◆ What the task requires ◆
Below this line is a set of entries; quote exactly the lines from the line that contains "if nothing fits." to the line that contains "repository 938fa93a752c0d8c", both lines included.

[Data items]
impl<'a> RtpDemuxer<'a> {
    /// Create a demuxer with the default configuration
    pub fn new() -> Self {
        Self::with_config(RtpDemuxerConfig::default())
    }

    /// Create a demuxer with the given configuration
    ///
    /// # Panics
    ///
    /// If the configuration does not pass `RtpDemuxerConfig::validate`.
    pub fn with_config(config: RtpDemuxerConfig) -> Self {
        if let Err(e) = config.validate() {
            panic!("Cannot create RTP demuxer: {}", e);
        }
        Self {
            config,
            sinks_by_mid: HashMap::new(),
            sinks_by_ssrc: HashMap::new(),
            sinks_by_payload_type: HashMap::new(),
            sinks_by_mid_rsid: HashMap::new(),
            ssrc_binding_observers: Vec::new(),
        }
    }

    pub fn config(&self) -> &RtpDemuxerConfig {
        &self.config
    }

    /// Register a sink for packets matching `criteria`
    ///
    /// Returns false, leaving the demuxer untouched, if any of the SSRCs is
    /// already bound (signaled or learned, to any sink) or any (MID, RSID) pair
    /// is already registered. Overlapping MIDs and payload types are accepted and
    /// only make those attributes ambiguous for routing.
    ///
    /// # Panics
    ///
    /// If the criteria is empty or holds an illegal MID or RSID.
    pub fn add_sink(&mut self, criteria: &RtpDemuxerCriteria, sink: &'a dyn RtpPacketSink) -> bool {
        if let Err(e) = criteria.validate() {
            panic!("Cannot add sink with criteria {}: {}", criteria, e);
        }

        if self.criteria_would_conflict(criteria) {
            debug!(
                session = %self.config.session_id,
                "Rejecting sink with criteria {}: conflicts with an existing sink",
                criteria
            );
            return false;
        }

        if !criteria.mid.is_empty() {
            push_distinct(self.sinks_by_mid.entry(criteria.mid.clone()).or_default(), sink);
        }

        for &ssrc in &criteria.ssrcs {
            self.sinks_by_ssrc.insert(ssrc, sink);
        }

        for &payload_type in &criteria.payload_types {
            push_distinct(self.sinks_by_payload_type.entry(payload_type).or_default(), sink);
        }

        if !criteria.rsids.is_empty() {
            let by_rsid = self.sinks_by_mid_rsid.entry(criteria.mid.clone()).or_default();
            for rsid in &criteria.rsids {
                by_rsid.insert(rsid.clone(), sink);
            }
        }

        debug!(session = %self.config.session_id, "Added sink with criteria {}", criteria);
        true
    }

    /// Register a sink for a single SSRC
    ///
    /// Returns false if the SSRC is already bound; the existing binding is kept.
    pub fn add_sink_for_ssrc(&mut self, ssrc: RtpSsrc, sink: &'a dyn RtpPacketSink) -> bool {
        self.add_sink(&RtpDemuxerCriteria::for_ssrc(ssrc), sink)
    }

    /// Register a sink for a single RSID outside any MID scope
    ///
    /// Unlike the other registration calls this one does not report whether the
    /// sink was added. A conflicting RSID leaves the earlier sink in place.
    ///
    /// # Panics
    ///
    /// If `rsid` is not a legal RSID.
    pub fn add_sink_for_rsid(&mut self, rsid: &str, sink: &'a dyn RtpPacketSink) {
        if !self.add_sink(&RtpDemuxerCriteria::for_rsid(rsid), sink) {
            debug!(session = %self.config.session_id, "RSID {} is already registered", rsid);
        }
    }

    /// Remove every registration and learned binding of `sink`
    ///
    /// Returns true if anything was removed.
    pub fn remove_sink(&mut self, sink: &dyn RtpPacketSink) -> bool {
        let mut removed = 0usize;

        removed += remove_from_multimap(&mut self.sinks_by_mid, sink);
        removed += remove_from_multimap(&mut self.sinks_by_payload_type, sink);

        let before = self.sinks_by_ssrc.len();
        self.sinks_by_ssrc.retain(|_, bound| !same_sink(*bound, sink));
        removed += before - self.sinks_by_ssrc.len();

        self.sinks_by_mid_rsid.retain(|_, by_rsid| {
            let before = by_rsid.len();
            by_rsid.retain(|_, bound| !same_sink(*bound, sink));
            removed += before - by_rsid.len();
            !by_rsid.is_empty()
        });

        if removed > 0 {
            debug!(session = %self.config.session_id, "Removed sink ({} entries)", removed);
        }
        removed > 0
    }

    /// Demux a received packet
    ///
    /// Returns true if a sink was found and handed the packet. False means the
    /// packet was dropped: no sink matched, the match was ambiguous, or the MID
    /// is unknown.
    pub fn on_rtp_packet(&mut self, packet: &RtpPacketReceived) -> bool {
        match self.resolve_sink(packet) {
            Some(sink) => {
                sink.on_rtp_packet(packet);
                true
            }
            None => {
                if self.config.log_dropped_packets {
                    debug!(session = %self.config.session_id, "Dropping packet: {}", describe_packet(packet));
                } else {
                    trace!(session = %self.config.session_id, "Dropping packet: {}", describe_packet(packet));
                }
                false
            }
        }
    }

    /// Start reporting learned SSRC bindings to `observer`
    ///
    /// # Panics
    ///
    /// If the observer is already registered.
    pub fn register_ssrc_binding_observer(&mut self, observer: &'a dyn SsrcBindingObserver) {
        assert!(
            !self.ssrc_binding_observers.iter().any(|o| same_observer(*o, observer)),
            "SSRC binding observer registered twice"
        );
        self.ssrc_binding_observers.push(observer);
    }

    /// Undo `register_ssrc_binding_observer`
    ///
    /// # Panics
    ///
    /// If the observer is not registered.
    pub fn deregister_ssrc_binding_observer(&mut self, observer: &dyn SsrcBindingObserver) {
        let position = self
            .ssrc_binding_observers
            .iter()
            .position(|o| same_observer(*o, observer));
        match position {
            Some(index) => {
                self.ssrc_binding_observers.remove(index);
            }
            None => panic!("Deregistering an SSRC binding observer that was never registered"),
        }
    }

    /// Sink currently bound to `ssrc`, signaled or learned
    pub fn sink_for_ssrc(&self, ssrc: RtpSsrc) -> Option<&'a dyn RtpPacketSink> {
        self.sinks_by_ssrc.get(&ssrc).copied()
    }

    /// Whether `sink` has any registration or binding left
    pub fn has_sink(&self, sink: &dyn RtpPacketSink) -> bool {
        self.sinks_by_ssrc.values().any(|s| same_sink(*s, sink))
            || self.sinks_by_mid.values().flatten().any(|s| same_sink(*s, sink))
            || self.sinks_by_payload_type.values().flatten().any(|s| same_sink(*s, sink))
            || self
                .sinks_by_mid_rsid
                .values()
                .flat_map(|by_rsid| by_rsid.values())
                .any(|s| same_sink(*s, sink))
    }

    /// Number of SSRCs bound to a sink
    pub fn ssrc_binding_count(&self) -> usize {
        self.sinks_by_ssrc.len()
    }

    pub fn observer_count(&self) -> usize {
        self.ssrc_binding_observers.len()
    }

    /// True if no sink is registered
    pub fn is_empty(&self) -> bool {
        self.sinks_by_mid.is_empty()
            && self.sinks_by_ssrc.is_empty()
            && self.sinks_by_payload_type.is_empty()
            && self.sinks_by_mid_rsid.is_empty()
    }

    fn criteria_would_conflict(&self, criteria: &RtpDemuxerCriteria) -> bool {
        if let Some(ssrc) = criteria.ssrcs.iter().find(|ssrc| self.sinks_by_ssrc.contains_key(*ssrc)) {
            debug!(session = %self.config.session_id, "SSRC {:08x} is already bound", ssrc);
            return true;
        }

        if let Some(by_rsid) = self.sinks_by_mid_rsid.get(&criteria.mid) {
            if let Some(rsid) = criteria.rsids.iter().find(|rsid| by_rsid.contains_key(*rsid)) {
                debug!(
                    session = %self.config.session_id,
                    "MID, RSID pair ({}, {}) is already registered",
                    criteria.mid,
                    rsid
                );
                return true;
            }
        }

        false
    }

    fn resolve_sink(&mut self, packet: &RtpPacketReceived) -> Option<&'a dyn RtpPacketSink> {
        let ssrc = packet.ssrc();

        if let Some(mid) = packet.mid() {
            match self.find_sink_by_mid(mid) {
                MidMatch::Unknown => {
                    trace!(session = %self.config.session_id, "Unknown MID {} on SSRC {:08x}", mid, ssrc);
                    return None;
                }
                MidMatch::Unique(sink) => {
                    if self.bind_ssrc(ssrc, sink) {
                        debug!(session = %self.config.session_id, "Resolving MID {} to SSRC {:08x}", mid, ssrc);
                    }
                    return Some(sink);
                }
                MidMatch::Ambiguous => {}
            }
        }

        if let Some(sink) = self.sink_for_ssrc(ssrc) {
            return Some(sink);
        }

        let payload_type = packet.payload_type();
        if let Some(sink) = self.find_sink_by_payload_type(payload_type) {
            self.bind_ssrc(ssrc, sink);
            debug!(
                session = %self.config.session_id,
                "Resolving payload type {} to SSRC {:08x}",
                payload_type,
                ssrc
            );
            return Some(sink);
        }

        if let Some(rsid) = packet.stream_id() {
            let mid = packet.mid().unwrap_or("");
            if let Some(sink) = self.find_sink_by_rsid(mid, rsid) {
                if self.bind_ssrc(ssrc, sink) {
                    debug!(
                        session = %self.config.session_id,
                        "Resolving MID, RSID pair ({}, {}) to SSRC {:08x}",
                        mid,
                        rsid,
                        ssrc
                    );
                    self.notify_rsid_binding(mid, rsid, ssrc);
                }
                return Some(sink);
            }
        }

        None
    }

    fn find_sink_by_mid(&self, mid: &str) -> MidMatch<'a> {
        match self.sinks_by_mid.get(mid).map(Vec::as_slice) {
            None | Some([]) => MidMatch::Unknown,
            Some([sink]) => MidMatch::Unique(*sink),
            Some(_) => MidMatch::Ambiguous,
        }
    }

    fn find_sink_by_payload_type(&self, payload_type: RtpPayloadType) -> Option<&'a dyn RtpPacketSink> {
        match self.sinks_by_payload_type.get(&payload_type).map(Vec::as_slice) {
            Some([sink]) => Some(*sink),
            _ => None,
        }
    }

    fn find_sink_by_rsid(&self, mid: &str, rsid: &str) -> Option<&'a dyn RtpPacketSink> {
        self.sinks_by_mid_rsid.get(mid)?.get(rsid).copied()
    }

    /// Bind `ssrc` to `sink`, replacing any earlier binding
    ///
    /// Returns true if the binding is new or changed.
    fn bind_ssrc(&mut self, ssrc: RtpSsrc, sink: &'a dyn RtpPacketSink) -> bool {
        match self.sinks_by_ssrc.insert(ssrc, sink) {
            Some(previous) => !same_sink(previous, sink),
            None => true,
        }
    }

    fn notify_rsid_binding(&self, mid: &str, rsid: &str, ssrc: RtpSsrc) {
        for observer in &self.ssrc_binding_observers {
            if mid.is_empty() {
                observer.on_ssrc_bound_to_rsid(rsid, ssrc);
            } else {
                observer.on_ssrc_bound_to_mid_rsid(mid, rsid, ssrc);
            }
        }
    }
}
use crate::foundation::config::SlideConfig;
use crate::layout::measure::TextMeasure;
use crate::layout::wrap::wrap_words;
use crate::source::fact::{Fact, FactSource};

/// Where a [`FactLayout`] came from.
#[derive(Clone, Copy, Debug, PartialEq, Eq)]
pub enum LayoutOrigin {
    /// A fetched fact fit within the size bounds.
    Fitted,
    /// The reroll budget ran out and the fixed fallback fact was laid out instead.
    Fallback,
}

/// A fact wrapped into lines at a chosen font size.
#[derive(Clone, Debug, PartialEq)]
pub struct FactLayout {
    pub fact: Fact,
    pub lines: Vec<String>,
    pub font_size: f32,
    /// Vertical distance between consecutive line tops.
    pub line_advance: f32,
    /// `lines.len() * line_advance`, always computed for this layout's own lines.
    pub total_height: f32,
    pub origin: LayoutOrigin,
}

/// Why a single fact could not be laid out.
#[derive(Clone, Copy, Debug, PartialEq)]
pub enum Rejection {
    /// More words than allowed; nothing was measured.
    TooManyWords { words: usize, max: usize },
    /// Even the smallest size overflows the vertical budget.
    TooTall { height_at_min: f32, budget: f32 },
}

impl std::fmt::Display for Rejection {
    fn fmt(&self, f: &mut std::fmt::Formatter<'_>) -> std::fmt::Result {
        match self {
            Self::TooManyWords { words, max } => write!(f, "fact too long ({words} > {max} words)"),
            Self::TooTall {
                height_at_min,
                budget,
            } => write!(
                f,
                "fact does not fit after scaling ({height_at_min}px > {budget}px)"
            ),
        }
    }
}

/// Result of the bounded reroll search.
#[derive(Clone, Debug, PartialEq)]
pub enum FitOutcome {
    Fitted { layout: FactLayout, rerolls: u32 },
    Exhausted { rerolls: u32 },
}

/// Wrap `fact` at exactly `size_px` and compute its block height.
pub fn layout_at(
    fact: &Fact,
    size_px: f32,
    measure: &mut impl TextMeasure,
    cfg: &SlideConfig,
    origin: LayoutOrigin,
) -> FactLayout {
    let lines = wrap_words(fact.text(), size_px, cfg.text_width, measure);
    let line_advance = measure.reference_height(&cfg.reference_glyph, size_px) + cfg.line_gap;
    let total_height = lines.len() as f32 * line_advance;
    FactLayout {
        fact: fact.clone(),
        lines,
        font_size: size_px,
        line_advance,
        total_height,
        origin,
    }
}

/// Find the largest font size at which `fact` fits the vertical budget.
///
/// Sizes are tried from `fact_size_max` down to `fact_size_min`. Facts over `max_words` are
/// rejected before any measuring.
pub fn fit_text(
    fact: &Fact,
    measure: &mut impl TextMeasure,
    cfg: &SlideConfig,
) -> Result<FactLayout, Rejection> {
    let words = fact.word_count();
    if words > cfg.max_words {
        return Err(Rejection::TooManyWords {
            words,
            max: cfg.max_words,
        });
    }

    let budget = cfg.max_fact_height();
    let mut last_height = f32::INFINITY;
    for size in cfg.fact_sizes() {
        let layout = layout_at(fact, size, measure, cfg, LayoutOrigin::Fitted);
        if layout.total_height <= budget {
            return Ok(layout);
        }
        last_height = layout.total_height;
    }

    Err(Rejection::TooTall {
        height_at_min: last_height,
        budget,
    })
}

/// Pull facts from `source` until one fits, rerolling at most `reroll_limit` times
/// (`reroll_limit + 1` candidates in total).
#[tracing::instrument(skip_all, fields(reroll_limit = cfg.reroll_limit))]
pub fn search_fact_layout(
    source: &mut impl FactSource,
    measure: &mut impl TextMeasure,
    cfg: &SlideConfig,
) -> FitOutcome {
    let mut fact = source.next_fact();
    let mut rerolls = 0u32;
    loop {
        match fit_text(&fact, measure, cfg) {
            Ok(layout) => return FitOutcome::Fitted { layout, rerolls },
            Err(reason) => {
                if rerolls >= cfg.reroll_limit {
                    tracing::info!(%reason, rerolls, "last candidate rejected");
                    return FitOutcome::Exhausted { rerolls };
                }
                tracing::info!(%reason, rerolls, "rerolling");
                fact = source.next_fact();
                rerolls += 1;
            }
        }
    }
}

/// Layout of the configured fallback fact at the fallback size.
pub fn fallback_layout(measure: &mut impl TextMeasure, cfg: &SlideConfig) -> FactLayout {
    let fact = Fact::new(cfg.fallback_fact.as_str());
    layout_at(
        &fact,
        cfg.fallback_size,
        measure,
        cfg,
        LayoutOrigin::Fallback,
    )
}

/// Lay out a fact for the slide, falling back to the fixed fact once rerolls run out.
pub fn fit_fact(
    source: &mut impl FactSource,
    measure: &mut impl TextMeasure,
    cfg: &SlideConfig,
) -> FactLayout {
    match search_fact_layout(source, measure, cfg) {
        FitOutcome::Fitted { layout, .. } => layout,
        FitOutcome::Exhausted { rerolls } => {
            tracing::warn!(
                rerolls,
                "could not find a short-enough fact, using the fallback"
            );
            fallback_layout(measure, cfg)
        }
    }
}

/// Title text at the size chosen by [`fit_title`].
#[derive(Clone, Debug, PartialEq)]
pub struct TitleLayout {
    pub text: String,
    pub font_size: f32,
    pub width: f32,
    pub height: f32,
}

/// Shrink the title until it fits `title_width`; the minimum size is used if nothing fits.
pub fn fit_title(title: &str, measure: &mut impl TextMeasure, cfg: &SlideConfig) -> TitleLayout {
    let size = cfg
        .title_sizes()
        .find(|&size| measure.advance(title, size) <= cfg.title_width)
        .unwrap_or(cfg.title_size_min);
    TitleLayout {
        text: title.to_owned(),
        font_size: size,
        width: measure.advance(title, size),
        height: measure.reference_height(title, size),
    }
}

#[cfg(test)]
#[path = "../../tests/unit/layout/fit.rs"]
mod tests;
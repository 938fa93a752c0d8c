/// Text metrics needed by the layout search.
///
/// Implementations must be deterministic for a given `(text, size_px)`.
pub trait TextMeasure {
    /// Rendered width of `text` on a single line.
    fn advance(&mut self, text: &str, size_px: f32) -> f32;

    /// Ink height of `glyph` (or any short text): top of the tallest outline to the bottom of
    /// the lowest.
    fn reference_height(&mut self, glyph: &str, size_px: f32) -> f32;
}

impl<T: TextMeasure + ?Sized> TextMeasure for &mut T {
    fn advance(&mut self, text: &str, size_px: f32) -> f32 {
        (**self).advance(text, size_px)
    }

    fn reference_height(&mut self, glyph: &str, size_px: f32) -> f32 {
        (**self).reference_height(glyph, size_px)
    }
}

/// Monospace approximation: every char is `em_ratio * size_px` wide and every glyph is
/// `height_ratio * size_px` tall.
///
/// Useful when no font file is available, e.g. for previews and tests.
#[derive(Clone, Copy, Debug, PartialEq)]
pub struct FixedAdvance {
    pub em_ratio: f32,
    pub height_ratio: f32,
}

impl Default for FixedAdvance {
    fn default() -> Self {
        Self {
            em_ratio: 0.5,
            height_ratio: 1.0,
        }
    }
}

impl TextMeasure for FixedAdvance {
    fn advance(&mut self, text: &str, size_px: f32) -> f32 {
        text.chars().count() as f32 * self.em_ratio * size_px
    }

    fn reference_height(&mut self, _glyph: &str, size_px: f32) -> f32 {
        self.height_ratio * size_px
    }
}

◆ Result below ◆
/// Shrink the title until it fits `title_width`; the minimum size is used if nothing fits.
pub fn fit_title(title: &str, measure: &mut impl TextMeasure, cfg: &SlideConfig) -> TitleLayout {
    let size = cfg
        .title_sizes()
        .find(|&size| measure.advance(title, size) <= cfg.title_width)
        .unwrap_or(cfg.title_size_min);
    TitleLayout {
        text: title.to_owned(),
        font_size: size,
        width: measure.advance(title, size),
        height: measure.reference_height(title, size),
    }
}

#[cfg(test)]
#[path = "../../tests/unit/layout/fit.rs"]
mod tests;
repository 938fa93a752c0d8c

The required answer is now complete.